Idoles, l’art des Cyclades et de l’Anatolie à l’Âge du bronze

Publié le 28/09/2021

Tête de Kéros.

DR

Que sont ces idoles ? Quel peuple les sculpta ? Car ces statuettes, qui se distinguent comme des représentations synthétiques de la figure humaine, sont énigmatiques, insondables, quand nous les rencontrons la première fois, notamment celles nommées « idoles violons ». Mystérieuses, extatiques et lisses, elles furent sculptées dans les marbres de Naxos, Paros et Ios.

Thucydide nous dit : « Parmi les plus actifs pirates se trouvaient les habitants des îles, notamment les Cariens et les Phéniciens qui s’étaient installés dans la majeure partie de l’archipel.

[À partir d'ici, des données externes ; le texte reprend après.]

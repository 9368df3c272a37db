use std::{collections::HashSet, path::PathBuf, sync::Arc};

use axum::http::{
    HeaderName, HeaderValue, Method,
    header::{CONTENT_DISPOSITION, CONTENT_LENGTH},
};
use base64::{Engine as _, engine::general_purpose::STANDARD};
use tokio::time::Duration;
use tower_http::cors::{AllowOrigin, Any, CorsLayer};
use tracing::{debug, info, warn};
use url::Url;

use crate::{error::ApiError, strategy::Credentials};

const DEFAULT_BIND_ADDR: &str = "127.0.0.1:8787";
const DEFAULT_CLEANUP_GRACE_SECONDS: u64 = 10;
const COOKIE_FILE_NAME: &str = "cookies.txt";

#[derive(Debug, Clone)]
pub struct AppConfig {
    pub bind_addr: String,
    pub allowed_origins: Vec<String>,
    pub credentials: Credentials,
    pub download_dir: PathBuf,
    pub ytdlp_path: PathBuf,
    pub cleanup_grace: Duration,
}

impl AppConfig {
    pub async fn from_env() -> Result<Self, ApiError> {
        let data_dir = read_path_env("DATA_DIR").unwrap_or_else(|| PathBuf::from("data"));
        let download_dir =
            read_path_env("DOWNLOAD_DIR").unwrap_or_else(|| PathBuf::from("temp_downloads"));

        tokio::fs::create_dir_all(&data_dir).await.map_err(|error| {
            ApiError::internal(format!("Could not create data directory: {error}"))
        })?;
        tokio::fs::create_dir_all(&download_dir)
            .await
            .map_err(|error| {
                ApiError::internal(format!("Could not create download directory: {error}"))
            })?;

        let proxy_url = read_string_env("PROXY_URL");
        let cookie_file = prepare_cookie_file(
            &data_dir.join(COOKIE_FILE_NAME),
            read_string_env("YOUTUBE_COOKIES_BASE64").as_deref(),
        )
        .await;

        if proxy_url.is_some() {
            info!("PROXY_URL configured: proxy strategies enabled for YouTube.");
        } else {
            warn!("PROXY_URL not configured. YouTube requests will use the direct connection only.");
        }

        Ok(Self {
            bind_addr: resolve_bind_addr(),
            allowed_origins: read_list_env("ALLOWED_ORIGINS"),
            credentials: Credentials {
                proxy_url,
                cookie_file,
            },
            download_dir,
            ytdlp_path: read_path_env("YTDLP_PATH").unwrap_or_else(|| PathBuf::from("yt-dlp")),
            cleanup_grace: Duration::from_secs(
                read_u64_env("CLEANUP_GRACE_SECONDS").unwrap_or(DEFAULT_CLEANUP_GRACE_SECONDS),
            ),
        })
    }
}

pub type SharedConfig = Arc<AppConfig>;

pub fn decode_cookie_payload(payload: &str) -> Result<Vec<u8>, base64::DecodeError> {
    let compact = payload
        .chars()
        .filter(|character| !character.is_whitespace())
        .collect::<String>();
    STANDARD.decode(compact)
}

/// Writes the configured cookie payload to `path`. Without a payload, a file
/// left there by an earlier run is reused. Failures only disable cookies.
async fn prepare_cookie_file(path: &std::path::Path, payload: Option<&str>) -> Option<PathBuf> {
    let Some(payload) = payload else {
        if path.is_file() {
            info!("Reusing persisted cookie file {:?}", path);
            return Some(path.to_path_buf());
        }
        return None;
    };

    let bytes = match decode_cookie_payload(payload) {
        Ok(bytes) => bytes,
        Err(error) => {
            warn!("YOUTUBE_COOKIES_BASE64 is not valid base64, cookies disabled: {error}");
            return None;
        }
    };

    match tokio::fs::write(path, bytes).await {
        Ok(()) => {
            info!("Cookie file written to {:?}", path);
            Some(path.to_path_buf())
        }
        Err(error) => {
            warn!("Could not write cookie file {:?}, cookies disabled: {error}", path);
            None
        }
    }
}

fn non_empty(value: &str) -> Option<&str> {
    let trimmed = value.trim();
    if trimmed.is_empty() {
        None
    } else {
        Some(trimmed)
    }
}

fn read_string_env(name: &str) -> Option<String> {
    std::env::var(name)
        .ok()
        .and_then(|value| non_empty(&value).map(ToString::to_string))
}

fn read_path_env(name: &str) -> Option<PathBuf> {
    read_string_env(name).map(PathBuf::from)
}

fn read_u64_env(name: &str) -> Option<u64> {
    std::env::var(name)
        .ok()
        .and_then(|value| value.trim().parse::<u64>().ok())
}

fn read_list_env(name: &str) -> Vec<String> {
    std::env::var(name)
        .ok()
        .map(|value| split_list(&value))
        .unwrap_or_default()
}

fn split_list(value: &str) -> Vec<String> {
    value
        .split(',')
        .map(str::trim)
        .filter(|item| !item.is_empty())
        .map(ToString::to_string)
        .collect()
}

fn resolve_bind_addr() -> String {
    if let Some(configured) = read_string_env("APP_ADDR") {
        return configured;
    }

    if let Some(port) = std::env::var("PORT")
        .ok()
        .and_then(|value| value.trim().parse::<u16>().ok())
    {
        return format!("0.0.0.0:{port}");
    }

    DEFAULT_BIND_ADDR.to_string()
}

pub fn build_cors_layer(configured: &[String]) -> Result<CorsLayer, ApiError> {
    let origins = if configured.is_empty() {
        warn!("ALLOWED_ORIGINS is not set. Falling back to development origins.");
        vec![
            "http://127.0.0.1:5173".to_string(),
            "http://localhost:5173".to_string(),
        ]
    } else {
        configured.to_vec()
    };

    let normalized_origins = origins
        .iter()
        .map(|origin| {
            normalize_origin(origin).ok_or_else(|| {
                ApiError::internal(format!(
                    "Invalid origin in ALLOWED_ORIGINS: {origin}. Use values like https://example.com"
                ))
            })
        })
        .collect::<Result<HashSet<_>, _>>()?;
    let allowed_origins = Arc::new(normalized_origins);
    let allow_origin = AllowOrigin::predicate({
        let allowed_origins = Arc::clone(&allowed_origins);
        move |origin: &HeaderValue, _| {
            let normalized = origin.to_str().ok().and_then(normalize_origin);
            let allowed = normalized
                .as_ref()
                .is_some_and(|value| allowed_origins.contains(value));
            debug!(
                "CORS origin check raw={:?} normalized={:?} allowed={}",
                origin, normalized, allowed
            );
            allowed
        }
    });
    info!(
        "CORS allow-list loaded with {} origin(s): {:?}",
        allowed_origins.len(),
        allowed_origins.iter().collect::<Vec<_>>()
    );

    Ok(CorsLayer::new()
        .allow_origin(allow_origin)
        .allow_methods([Method::GET, Method::POST])
        .allow_headers(Any)
        .expose_headers([
            CONTENT_DISPOSITION,
            CONTENT_LENGTH,
            HeaderName::from_static("x-download-filename"),
        ]))
}

fn normalize_origin(value: &str) -> Option<String> {
    let parsed = Url::parse(value).ok()?;
    let host = parsed.host_str()?.to_ascii_lowercase();
    let scheme = parsed.scheme();
    let default_port = match scheme {
        "http" => 80,
        "https" => 443,
        _ => return None,
    };
    let port = parsed.port();

    if parsed.path() != "/" || parsed.query().is_some() || parsed.fragment().is_some() {
        return None;
    }

    match port.filter(|explicit| *explicit != default_port) {
        Some(port) => Some(format!("{scheme}://{host}:{port}")),
        None => Some(format!("{scheme}://{host}")),
    }
}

En voici la preuve : lorsque, au cours de la Guerre du Péloponnèse, les Athéniens purifièrent Délos, ils débarrassèrent l’île des tombeaux qui s’y trouvaient et il apparut que plus de la moitié d’entre eux étaient des tombes cariennes. On s’en aperçut en observant l’équipement guerrier enseveli avec les corps et le mode de sépulture, qui est encore celui des Cariens d’aujourd’hui ».

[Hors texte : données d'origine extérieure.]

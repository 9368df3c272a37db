use tracing::{info, warn};

use crate::{
    engine::MediaEngine,
    error::{EngineError, ResolveError},
    models::RawMediaInfo,
    strategy::Strategy,
};

#[derive(Debug)]
pub struct Resolved {
    pub info: RawMediaInfo,
    pub strategy: Strategy,
}

#[derive(Debug)]
enum Attempt {
    Success(RawMediaInfo),
    Failure(EngineError),
}

async fn attempt(engine: &dyn MediaEngine, url: &str, strategy: &Strategy) -> Attempt {
    match engine.fetch_info(url, &strategy.options).await {
        Ok(info) => Attempt::Success(info),
        Err(error) => Attempt::Failure(error),
    }
}

/// Tries each strategy once, in order, stopping at the first success.
/// Attempts never overlap.
pub async fn resolve(
    engine: &dyn MediaEngine,
    url: &str,
    strategies: &[Strategy],
) -> Result<Resolved, ResolveError> {
    let mut last_error = None;

    for (index, strategy) in strategies.iter().enumerate() {
        info!(
            "Trying strategy {}/{}: {}",
            index + 1,
            strategies.len(),
            strategy.name
        );

        match attempt(engine, url, strategy).await {
            Attempt::Success(info) => {
                info!("Strategy {} succeeded for {:?}", strategy.name, url);
                return Ok(Resolved {
                    info,
                    strategy: strategy.clone(),
                });
            }
            Attempt::Failure(error) => {
                warn!("Strategy {} failed: {error}", strategy.name);
                last_error = Some(error);
            }
        }
    }

    match last_error {
        Some(last_error) => Err(ResolveError::AllStrategiesFailed {
            attempts: strategies.len(),
            last_error,
        }),
        None => Err(ResolveError::NoStrategies),
    }
}

#[cfg(test)]
pub(crate) mod tests {
    use std::{collections::VecDeque, sync::Mutex};

    use async_trait::async_trait;

    use super::*;
    use crate::{planner::DownloadPlan, strategy::StrategyOptions};

    #[derive(Default)]
    pub(crate) struct ScriptedEngine {
        responses: Mutex<VecDeque<Result<RawMediaInfo, EngineError>>>,
        pub(crate) calls: Mutex<Vec<StrategyOptions>>,
        pub(crate) downloads: Mutex<Vec<(StrategyOptions, DownloadPlan)>>,
        pub(crate) download_body: Option<Vec<u8>>,
        download_delay: Option<tokio::time::Duration>,
    }

    impl ScriptedEngine {
        pub(crate) fn new(responses: Vec<Result<RawMediaInfo, EngineError>>) -> Self {
            Self {
                responses: Mutex::new(responses.into()),
                ..Self::default()
            }
        }

        pub(crate) fn with_download_body(mut self, body: &[u8]) -> Self {
            self.download_body = Some(body.to_vec());
            self
        }

        pub(crate) fn with_download_delay(mut self, delay: tokio::time::Duration) -> Self {
            self.download_delay = Some(delay);
            self
        }

        pub(crate) fn call_count(&self) -> usize {
            self.calls.lock().expect("calls lock").len()
        }
    }

    #[async_trait]
    impl MediaEngine for ScriptedEngine {
        async fn fetch_info(
            &self,
            _url: &str,
            options: &StrategyOptions,
        ) -> Result<RawMediaInfo, EngineError> {
            self.calls.lock().expect("calls lock").push(options.clone());
            self.responses
                .lock()
                .expect("responses lock")
                .pop_front()
                .unwrap_or_else(|| Err(EngineError::Failed("no scripted response".to_string())))
        }

        async fn materialize(
            &self,
            _url: &str,
            options: &StrategyOptions,
            plan: &DownloadPlan,
        ) -> Result<Option<String>, EngineError> {
            self.downloads
                .lock()
                .expect("downloads lock")
                .push((options.clone(), plan.clone()));

            let template = plan.output_template.to_string_lossy().into_owned();
            if let Some(delay) = self.download_delay {
                let partial = template.replace("%(ext)s", "mp4.part");
                tokio::fs::write(&partial, b"partial")
                    .await
                    .map_err(EngineError::Spawn)?;
                tokio::time::sleep(delay).await;
            }

            let Some(body) = self.download_body.as_ref() else {
                return Err(EngineError::Failed("ERROR: download failed".to_string()));
            };
            let path = template.replace("%(ext)s", plan.container);
            tokio::fs::write(&path, body)
                .await
                .map_err(EngineError::Spawn)?;
            Ok(Some(path))
        }
    }

    fn strategy(name: &'static str, client: &str) -> Strategy {
        Strategy {
            name,
            options: StrategyOptions {
                player_client: Some(client.to_string()),
                ..StrategyOptions::default()
            },
        }
    }

    fn info(title: &str) -> RawMediaInfo {
        RawMediaInfo {
            title: Some(title.to_string()),
            ..RawMediaInfo::default()
        }
    }

    #[tokio::test]
    async fn returns_first_success_and_its_strategy() {
        let engine = ScriptedEngine::new(vec![
            Err(EngineError::Failed("A broke".to_string())),
            Err(EngineError::Failed("B broke".to_string())),
            Ok(info("from C")),
        ]);
        let strategies = [strategy("A", "a"), strategy("B", "b"), strategy("C", "c")];

        let resolved = resolve(&engine, "https://example.com/v", &strategies)
            .await
            .expect("C should succeed");

        assert_eq!(resolved.strategy.name, "C");
        assert_eq!(resolved.info.title.as_deref(), Some("from C"));
        let clients = engine
            .calls
            .lock()
            .expect("calls lock")
            .iter()
            .map(|options| options.player_client.clone().unwrap_or_default())
            .collect::<Vec<_>>();
        assert_eq!(clients, vec!["a", "b", "c"]);
    }

    #[tokio::test]
    async fn stops_after_first_success() {
        let engine = ScriptedEngine::new(vec![Ok(info("first")), Ok(info("second"))]);
        let strategies = [strategy("A", "a"), strategy("B", "b")];

        let resolved = resolve(&engine, "u", &strategies).await.expect("resolves");

        assert_eq!(resolved.strategy.name, "A");
        assert_eq!(engine.call_count(), 1);
    }

    #[tokio::test]
    async fn all_failing_keeps_last_error() {
        let engine = ScriptedEngine::new(vec![
            Err(EngineError::Failed("first".to_string())),
            Err(EngineError::Failed("second".to_string())),
            Err(EngineError::Failed("last".to_string())),
        ]);
        let strategies = [strategy("A", "a"), strategy("B", "b"), strategy("C", "c")];

        let error = resolve(&engine, "u", &strategies)
            .await
            .expect_err("every strategy fails");

        match error {
            ResolveError::AllStrategiesFailed {
                attempts,
                last_error,
            } => {
                assert_eq!(attempts, 3);
                assert_eq!(last_error.to_string(), "last");
            }
            other => panic!("unexpected error: {other:?}"),
        }
        assert_eq!(engine.call_count(), 3);
    }

    #[tokio::test]
    async fn empty_strategy_list_is_reported() {
        let engine = ScriptedEngine::new(Vec::new());
        let error = resolve(&engine, "u", &[]).await.expect_err("nothing to try");
        assert!(matches!(error, ResolveError::NoStrategies));
        assert_eq!(engine.call_count(), 0);
    }
}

Les statuettes cycladiques et anatoliennes furent découvertes au début du XIXe siècle. Celles des îles des Cyclades se trouvaient uniquement dans certaines tombes, aux côtés de poteries aux formes pansues et aux motifs de spirales, de vases et de gobelets à oreillettes. Dans un premier temps, elles furent à tort associées à des sociétés primitives, mais ces statuettes en marbre de l’Âge du bronze ne purent être sculptées chez un peuple sans tradition de la représentation de la figure humaine. Elles furent précédées, à la période néolithique (du VIIIe au Ve millénaire avant notre ère), par des figurines féminines aux formes opulentes. Ces figurines stéatopyges eurent une descendance, à l’Âge du bronze, sous la forme de statuettes schématiques beaucoup plus abstraites, « idoles violons », ou celles trouvées sur le site de Beycesultan en Anatolie.

Ces statuettes étaient des éléments de la vie culturelle et religieuse des communautés qui les réalisèrent. Elles avaient des fonctions symboliques : accompagner les morts, participer aux rites de passage, protéger le foyer.

Les mondes cycladiques et anatoliens n’étaient pas des espaces géographiques cloisonnés. Les fouilles archéologiques nous indiquent que des réseaux d’échanges commerciaux et culturels liaient les îles des Cyclades et la péninsule anatolienne. Ce fait est mis en évidence par la recherche de métaux précieux qui était au centre du commerce de ces peuples. Ces échanges existaient aussi dans le domaine de la sculpture, car il y a incontestablement des ressemblances parmi les formes les plus abstraites, par exemple. De même pour les idoles aux bras croisés, représentées dans une posture identique, retrouvées de part et d’autre.

L’exposition révèle aussi l’influence que ces statuettes eurent sur les créations artistiques de la première moitié du XXe siècle, notamment chez Brancusi, Giacometti, Zadkine ou Brassaï. En 2021, deux artistes contemporains, Daniel Arsham et Zhang Yunyao, ont à leur tour proposé leur interprétation de la tête de Kéros.

Dans Study in Two Heads, des effets de superposition et de transparence conduisent le spectateur à ajuster son regard pour repérer les courbes intriquées des deux modèles choisis par Zhang Yunyao : la tête de Kéros et une sculpture de Brancusi, Mademoiselle Pogany.

Cette exposition exceptionnelle du musée Fenaille a été mise en place avec le musée du Louvre, qui a déplacé près de 65 pièces. D’autres musées français, allemands, suisses et belges ont participé à ce projet avec une trentaine de pièces.